Increasing voter participation has been a policy fetish for the last decade or two-never mind whether more voting for its own sake makes a better democracy… . The growth in absentee balloting has undone some of the protections against voter impersonation and multiple voting that previously existed. People are much more reticent to commit fraud in person - it’s riskier - so in-person voting was a natural security against impersonation fraud. Voting in multiple jurisdictions is simply too time-consuming to do on any scale when it has to be done in person.

The bill would require states to verify signatures on absentee ballots by cross-checking them with voters’ signatures on the official list of registered voters, but this only begins to shore up the security hole opened by mass absentee balloting.

The people who want this bill undoubtedly believe it will improve both the political discourse and their electoral prospects. Folks on the other side - the proponents of identification requirements for voting - will only be energized by these efforts, which lower the bar for both legitimate voting and for voter fraud.
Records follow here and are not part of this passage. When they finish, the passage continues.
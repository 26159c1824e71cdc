use std::sync::Arc;

use core_proc_macros::ApiResource;

use crate::entity::{category, product, review, tag};
use crate::error::{CatalogError, CatalogResult};
use crate::models::{
    AverageStars, Category, CategoryFields, CategoryListing, Product, ProductCount,
    ProductFields, Review, ReviewFields, ReviewReport, Tag, TagFields,
};
use crate::pagination::{PageNumber, PageWindow, Paginated};
use crate::repository::CatalogRepository;

/// Service layer for catalog business logic
///
/// Payloads arrive already validated; the service checks that referenced
/// rows exist, enforces the delete policy and resolves pages.
#[derive(Clone)]
pub struct CatalogService<R: CatalogRepository> {
    repository: Arc<R>,
    page_size: u64,
}

impl<R: CatalogRepository> CatalogService<R> {
    pub fn new(repository: R, page_size: u64) -> Self {
        Self {
            repository: Arc::new(repository),
            page_size: page_size.max(1),
        }
    }

    // ------------------------------------------------------------------
    // Products
    // ------------------------------------------------------------------

    pub async fn list_products(&self, page: PageNumber) -> CatalogResult<Paginated<Product>> {
        let count = self.repository.count_products().await?;
        let window = PageWindow::resolve(page, count, self.page_size)?;
        let items = self
            .repository
            .list_products(window.offset, window.limit)
            .await?;

        Ok(Paginated {
            items,
            count,
            window,
        })
    }

    pub async fn get_product(&self, id: i32) -> CatalogResult<Product> {
        self.repository
            .get_product(id)
            .await?
            .ok_or(CatalogError::not_found(product::Model::RESOURCE, id))
    }

    pub async fn create_product(&self, fields: ProductFields) -> CatalogResult<Product> {
        self.check_product_references(&fields).await?;
        self.repository.create_product(fields).await
    }

    /// Full replacement, tag set included. A missing product wins over bad references.
    pub async fn update_product(&self, id: i32, fields: ProductFields) -> CatalogResult<Product> {
        self.get_product(id).await?;
        self.check_product_references(&fields).await?;

        self.repository
            .update_product(id, fields)
            .await?
            .ok_or(CatalogError::not_found(product::Model::RESOURCE, id))
    }

    pub async fn delete_product(&self, id: i32) -> CatalogResult<()> {
        if !self.repository.delete_product(id).await? {
            return Err(CatalogError::not_found(product::Model::RESOURCE, id));
        }
        Ok(())
    }

    async fn check_product_references(&self, fields: &ProductFields) -> CatalogResult<()> {
        if self
            .repository
            .get_category(fields.category_id)
            .await?
            .is_none()
        {
            return Err(CatalogError::missing_reference(
                "category_id",
                &[fields.category_id],
            ));
        }

        let missing = self.repository.missing_tags(&fields.tags).await?;
        if !missing.is_empty() {
            return Err(CatalogError::missing_reference("tags", &missing));
        }

        Ok(())
    }

    // ------------------------------------------------------------------
    // Reviews
    // ------------------------------------------------------------------

    pub async fn list_reviews(&self, page: PageNumber) -> CatalogResult<Paginated<Review>> {
        let count = self.repository.count_reviews().await?;
        let window = PageWindow::resolve(page, count, self.page_size)?;
        let items = self
            .repository
            .list_reviews(window.offset, window.limit)
            .await?;

        Ok(Paginated {
            items,
            count,
            window,
        })
    }

    /// Every review next to the mean rating.
    pub async fn review_report(&self) -> CatalogResult<ReviewReport> {
        let reviews = self.repository.list_all_reviews().await?;
        let avg = self.repository.average_stars().await?;
        Ok(ReviewReport(reviews, AverageStars { avg }))
    }

    pub async fn get_review(&self, id: i32) -> CatalogResult<Review> {
        self.repository
            .get_review(id)
            .await?
            .ok_or(CatalogError::not_found(review::Model::RESOURCE, id))
    }

    pub async fn create_review(&self, fields: ReviewFields) -> CatalogResult<Review> {
        self.check_review_product(fields.product_id).await?;
        self.repository.create_review(fields).await
    }

    pub async fn update_review(&self, id: i32, fields: ReviewFields) -> CatalogResult<Review> {
        self.get_review(id).await?;
        self.check_review_product(fields.product_id).await?;

        self.repository
            .update_review(id, fields)
            .await?
            .ok_or(CatalogError::not_found(review::Model::RESOURCE, id))
    }

    pub async fn delete_review(&self, id: i32) -> CatalogResult<()> {
        if !self.repository.delete_review(id).await? {
            return Err(CatalogError::not_found(review::Model::RESOURCE, id));
        }
        Ok(())
    }

    async fn check_review_product(&self, product_id: i32) -> CatalogResult<()> {
        if self.repository.get_product(product_id).await?.is_none() {
            return Err(CatalogError::missing_reference("product_id", &[product_id]));
        }
        Ok(())
    }

    // ------------------------------------------------------------------
    // Categories
    // ------------------------------------------------------------------

    /// All categories plus one global product count (not per category).
    pub async fn list_categories(&self) -> CatalogResult<CategoryListing> {
        let categories = self.repository.list_categories().await?;
        let count_products = self.repository.count_categorized_products().await?;
        Ok(CategoryListing(categories, ProductCount { count_products }))
    }

    pub async fn get_category(&self, id: i32) -> CatalogResult<Category> {
        self.repository
            .get_category(id)
            .await?
            .ok_or(CatalogError::not_found(category::Model::RESOURCE, id))
    }

    pub async fn create_category(&self, fields: CategoryFields) -> CatalogResult<Category> {
        self.repository.create_category(fields).await
    }

    pub async fn update_category(&self, id: i32, fields: CategoryFields) -> CatalogResult<Category> {
        self.repository
            .update_category(id, fields)
            .await?
            .ok_or(CatalogError::not_found(category::Model::RESOURCE, id))
    }

    /// Refused with [`CatalogError::CategoryInUse`] while products reference the category.
    pub async fn delete_category(&self, id: i32) -> CatalogResult<()> {
        self.get_category(id).await?;

        let products = self.repository.count_products_in_category(id).await?;
        if products > 0 {
            return Err(CatalogError::CategoryInUse { id, products });
        }

        if !self.repository.delete_category(id).await? {
            return Err(CatalogError::not_found(category::Model::RESOURCE, id));
        }
        Ok(())
    }

    // ------------------------------------------------------------------
    // Tags
    // ------------------------------------------------------------------

    pub async fn list_tags(&self, page: PageNumber) -> CatalogResult<Paginated<Tag>> {
        let count = self.repository.count_tags().await?;
        let window = PageWindow::resolve(page, count, self.page_size)?;
        let items = self.repository.list_tags(window.offset, window.limit).await?;

        Ok(Paginated {
            items,
            count,
            window,
        })
    }

    pub async fn get_tag(&self, id: i32) -> CatalogResult<Tag> {
        self.repository
            .get_tag(id)
            .await?
            .ok_or(CatalogError::not_found(tag::Model::RESOURCE, id))
    }

    pub async fn create_tag(&self, fields: TagFields) -> CatalogResult<Tag> {
        self.repository.create_tag(fields).await
    }

    pub async fn update_tag(&self, id: i32, fields: TagFields) -> CatalogResult<Tag> {
        self.repository
            .update_tag(id, fields)
            .await?
            .ok_or(CatalogError::not_found(tag::Model::RESOURCE, id))
    }

    /// Removes the tag and its product links; the products stay.
    pub async fn delete_tag(&self, id: i32) -> CatalogResult<()> {
        if !self.repository.delete_tag(id).await? {
            return Err(CatalogError::not_found(tag::Model::RESOURCE, id));
        }
        Ok(())
    }
}
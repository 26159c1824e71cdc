use sea_orm_migration::{prelude::*, schema::*};

#[derive(DeriveMigrationName)]
pub struct Migration;

#[async_trait::async_trait]
impl MigrationTrait for Migration {
    async fn up(&self, manager: &SchemaManager) -> Result<(), DbErr> {
        manager
            .create_table(
                Table::create()
                    .table(Tags::Table)
                    .if_not_exists()
                    .col(pk_auto(Tags::Id))
                    .col(string_len(Tags::Name, 255))
                    .to_owned(),
            )
            .await
    }

    async fn down(&self, manager: &SchemaManager) -> Result<(), DbErr> {
        manager
            .drop_table(Table::drop().table(Tags::Table).to_owned())
            .await
    }
}

#[derive(DeriveIden)]
pub enum Tags {
    Table,
    Id,
    Name,
}
//! Resource release during graceful shutdown.

use tracing::{error, info};

/// Close a SeaORM pool and log the outcome.
pub async fn close_postgres(db: sea_orm::DatabaseConnection, name: &str) {
    match db.close().await {
        Ok(()) => info!(pool = name, "PostgreSQL pool closed"),
        Err(e) => error!(pool = name, error = %e, "Error closing PostgreSQL pool"),
    }
}
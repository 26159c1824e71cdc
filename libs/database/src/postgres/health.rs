use sea_orm::{ConnectionTrait, DatabaseBackend, DatabaseConnection, Statement};
use tracing::debug;

use crate::common::{DatabaseError, DatabaseResult};

/// Run `SELECT 1` against the pool.
pub async fn check_health(db: &DatabaseConnection) -> DatabaseResult<()> {
    let stmt = Statement::from_string(DatabaseBackend::Postgres, "SELECT 1".to_owned());
    db.query_one_raw(stmt)
        .await
        .map_err(|e| DatabaseError::HealthCheckFailed(e.to_string()))?;

    debug!("PostgreSQL health check passed");
    Ok(())
}

#[cfg(test)]
mod tests {
    use super::*;
    use sea_orm::{DbErr, MockDatabase};

    #[tokio::test]
    async fn test_check_health_reports_query_errors() {
        let db = MockDatabase::new(DatabaseBackend::Postgres)
            .append_query_errors([DbErr::Custom("server closed the connection".into())])
            .into_connection();

        let err = check_health(&db).await.unwrap_err();
        assert!(matches!(err, DatabaseError::HealthCheckFailed(_)));
        assert!(err.to_string().contains("server closed the connection"));
    }
}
Both sides should just drop this food-fight-to-the-death and work on substantive policies that they believe will win voters to their sides. Hopefully, those policies are centered on limited government, free markets, and peace.

“Biggest … Lie … Ever”

A friend and supporter of my work on REAL ID sent me a link to this WebMemo from the Heritage Foundation, entitled “All Aboard: Fifty States Now Compliant with Real ID.” I’m using the subject line of his email as the title of this post.

There certainly seems to be confusion in some quarters about REAL ID’s current status. Let’s take a brief look at how states stand in terms of compliance.

Because not a single state will comply with REAL ID on the statutory deadline, May 11th, the Department of Homeland Security has been giving out deadline extensions willy-nilly the last few months. It gave extensions just for the asking to states that have statutorily barred themselves from complying, for example.

Some states refused to even ask for extensions. When this happened, DHS quickly switched to issuing states extensions if the states were independently changing their driver’s licensing processes in ways that would meet any of the requirements of REAL ID. States like Montana and New Hampshire wrote to DHS expressing no intention to comply with the law, but stating what they had done on their own. These DHS interpreted as requests for extensions, and granted them.

When the governor of Maine last week finally sent DHS a letter stating his intention to submit legislation relating to REAL ID compliance, the DHS took that as a request for an extension and granted it. The Maine legislature will have to consider any such bills, of course. Maine’s is the legislature that was the first in the country to reject REAL ID.

Getting deadline extensions by hook and by crook out to all 50 states is a pretty long way from getting all 50 states to comply. The actual state of things is reflected well on this map, maintained at the ACLU-run Web site RealNightmare.org. It shows seven states still self-barred from complying, and many others protesting the law. An eighth - Idaho - recently saw legislation barring compliance with REAL ID move through the Senate and to the governor’s desk.